- _WHAT TO DO_
Scan the records for "abort". Report each line that includes it.

^^^^^^^^^^^^^^^^

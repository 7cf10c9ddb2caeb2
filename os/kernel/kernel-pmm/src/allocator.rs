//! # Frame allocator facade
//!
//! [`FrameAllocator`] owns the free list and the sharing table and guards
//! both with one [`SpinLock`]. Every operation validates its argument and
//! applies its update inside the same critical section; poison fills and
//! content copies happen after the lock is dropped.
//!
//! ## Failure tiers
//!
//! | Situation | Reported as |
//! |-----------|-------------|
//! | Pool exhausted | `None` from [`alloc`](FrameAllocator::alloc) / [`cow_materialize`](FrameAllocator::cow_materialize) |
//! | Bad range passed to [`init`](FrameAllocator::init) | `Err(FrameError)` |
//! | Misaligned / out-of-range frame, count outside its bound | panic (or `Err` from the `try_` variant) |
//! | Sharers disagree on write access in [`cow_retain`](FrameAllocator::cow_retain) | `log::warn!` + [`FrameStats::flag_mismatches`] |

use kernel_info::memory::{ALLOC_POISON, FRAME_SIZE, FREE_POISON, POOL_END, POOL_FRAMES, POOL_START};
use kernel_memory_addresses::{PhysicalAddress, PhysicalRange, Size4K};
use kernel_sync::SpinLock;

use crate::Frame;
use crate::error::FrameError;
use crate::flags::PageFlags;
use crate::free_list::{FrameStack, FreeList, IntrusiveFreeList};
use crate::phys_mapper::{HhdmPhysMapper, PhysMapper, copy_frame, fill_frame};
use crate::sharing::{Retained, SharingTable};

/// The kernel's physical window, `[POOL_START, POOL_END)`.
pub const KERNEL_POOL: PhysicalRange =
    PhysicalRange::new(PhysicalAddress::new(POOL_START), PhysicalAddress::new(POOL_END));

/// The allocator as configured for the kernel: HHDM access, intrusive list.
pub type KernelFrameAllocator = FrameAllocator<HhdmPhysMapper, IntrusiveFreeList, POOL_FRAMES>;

^^^^^^^^^^^^^^^^

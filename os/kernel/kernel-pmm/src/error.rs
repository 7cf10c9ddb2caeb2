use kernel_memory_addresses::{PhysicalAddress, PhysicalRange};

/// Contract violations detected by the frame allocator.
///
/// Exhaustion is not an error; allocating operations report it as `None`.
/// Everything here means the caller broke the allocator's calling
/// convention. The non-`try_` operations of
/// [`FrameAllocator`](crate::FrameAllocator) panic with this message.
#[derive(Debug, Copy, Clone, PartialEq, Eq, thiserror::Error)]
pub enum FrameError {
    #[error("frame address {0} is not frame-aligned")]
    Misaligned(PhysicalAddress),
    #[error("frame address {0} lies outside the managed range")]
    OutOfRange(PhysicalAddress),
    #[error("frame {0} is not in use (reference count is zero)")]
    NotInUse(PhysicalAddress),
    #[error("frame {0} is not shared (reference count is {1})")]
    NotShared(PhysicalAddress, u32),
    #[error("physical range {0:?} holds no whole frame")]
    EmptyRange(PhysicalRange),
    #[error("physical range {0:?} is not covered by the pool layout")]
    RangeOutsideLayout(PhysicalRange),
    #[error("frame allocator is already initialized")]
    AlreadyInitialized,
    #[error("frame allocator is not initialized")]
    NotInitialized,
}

^^^^^^^^^^^^^^^^

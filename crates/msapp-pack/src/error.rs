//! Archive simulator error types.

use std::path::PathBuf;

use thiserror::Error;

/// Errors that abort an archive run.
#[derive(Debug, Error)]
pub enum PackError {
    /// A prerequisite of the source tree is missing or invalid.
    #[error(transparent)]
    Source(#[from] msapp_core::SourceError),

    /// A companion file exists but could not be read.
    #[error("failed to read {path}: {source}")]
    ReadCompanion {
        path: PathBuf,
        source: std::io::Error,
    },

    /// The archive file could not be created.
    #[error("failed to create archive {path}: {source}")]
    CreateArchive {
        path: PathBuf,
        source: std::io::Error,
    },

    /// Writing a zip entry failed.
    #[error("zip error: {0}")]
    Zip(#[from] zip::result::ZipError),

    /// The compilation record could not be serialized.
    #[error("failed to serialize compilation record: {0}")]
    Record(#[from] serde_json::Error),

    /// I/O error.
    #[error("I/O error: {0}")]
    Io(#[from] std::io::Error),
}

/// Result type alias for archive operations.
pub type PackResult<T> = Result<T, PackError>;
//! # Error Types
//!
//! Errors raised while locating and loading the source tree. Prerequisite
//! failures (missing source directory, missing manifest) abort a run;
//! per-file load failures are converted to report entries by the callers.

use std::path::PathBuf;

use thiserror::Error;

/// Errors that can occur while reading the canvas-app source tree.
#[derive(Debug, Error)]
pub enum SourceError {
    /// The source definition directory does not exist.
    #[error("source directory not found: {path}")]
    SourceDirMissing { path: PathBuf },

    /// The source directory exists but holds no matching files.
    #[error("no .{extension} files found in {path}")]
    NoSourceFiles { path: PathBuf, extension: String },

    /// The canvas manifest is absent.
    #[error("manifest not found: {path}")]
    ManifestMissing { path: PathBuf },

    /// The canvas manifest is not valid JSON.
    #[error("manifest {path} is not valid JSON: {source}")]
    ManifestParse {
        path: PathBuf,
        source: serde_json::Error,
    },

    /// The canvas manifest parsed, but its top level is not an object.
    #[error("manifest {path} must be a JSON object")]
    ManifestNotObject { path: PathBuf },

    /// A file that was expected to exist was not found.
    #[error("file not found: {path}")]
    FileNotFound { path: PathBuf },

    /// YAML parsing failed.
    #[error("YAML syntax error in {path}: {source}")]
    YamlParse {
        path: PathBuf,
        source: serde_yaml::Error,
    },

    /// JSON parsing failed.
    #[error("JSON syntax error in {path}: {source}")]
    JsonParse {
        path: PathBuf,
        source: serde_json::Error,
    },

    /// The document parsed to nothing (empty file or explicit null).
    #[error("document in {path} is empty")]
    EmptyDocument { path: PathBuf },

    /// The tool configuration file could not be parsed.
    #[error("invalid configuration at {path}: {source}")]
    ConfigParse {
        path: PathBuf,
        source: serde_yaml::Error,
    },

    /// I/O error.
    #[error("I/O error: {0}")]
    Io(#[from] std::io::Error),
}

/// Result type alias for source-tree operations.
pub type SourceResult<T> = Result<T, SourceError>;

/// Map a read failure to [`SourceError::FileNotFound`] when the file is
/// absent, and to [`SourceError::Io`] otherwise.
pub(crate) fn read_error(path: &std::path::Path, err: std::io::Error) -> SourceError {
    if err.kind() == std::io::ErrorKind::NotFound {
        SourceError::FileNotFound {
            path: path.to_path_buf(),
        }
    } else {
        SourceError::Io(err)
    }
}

^^^^^^^^^^^^^^^^

- _THE ANSWER_
/// Errors that abort an archive run.
//! failures (missing source directory, missing manifest) abort a run;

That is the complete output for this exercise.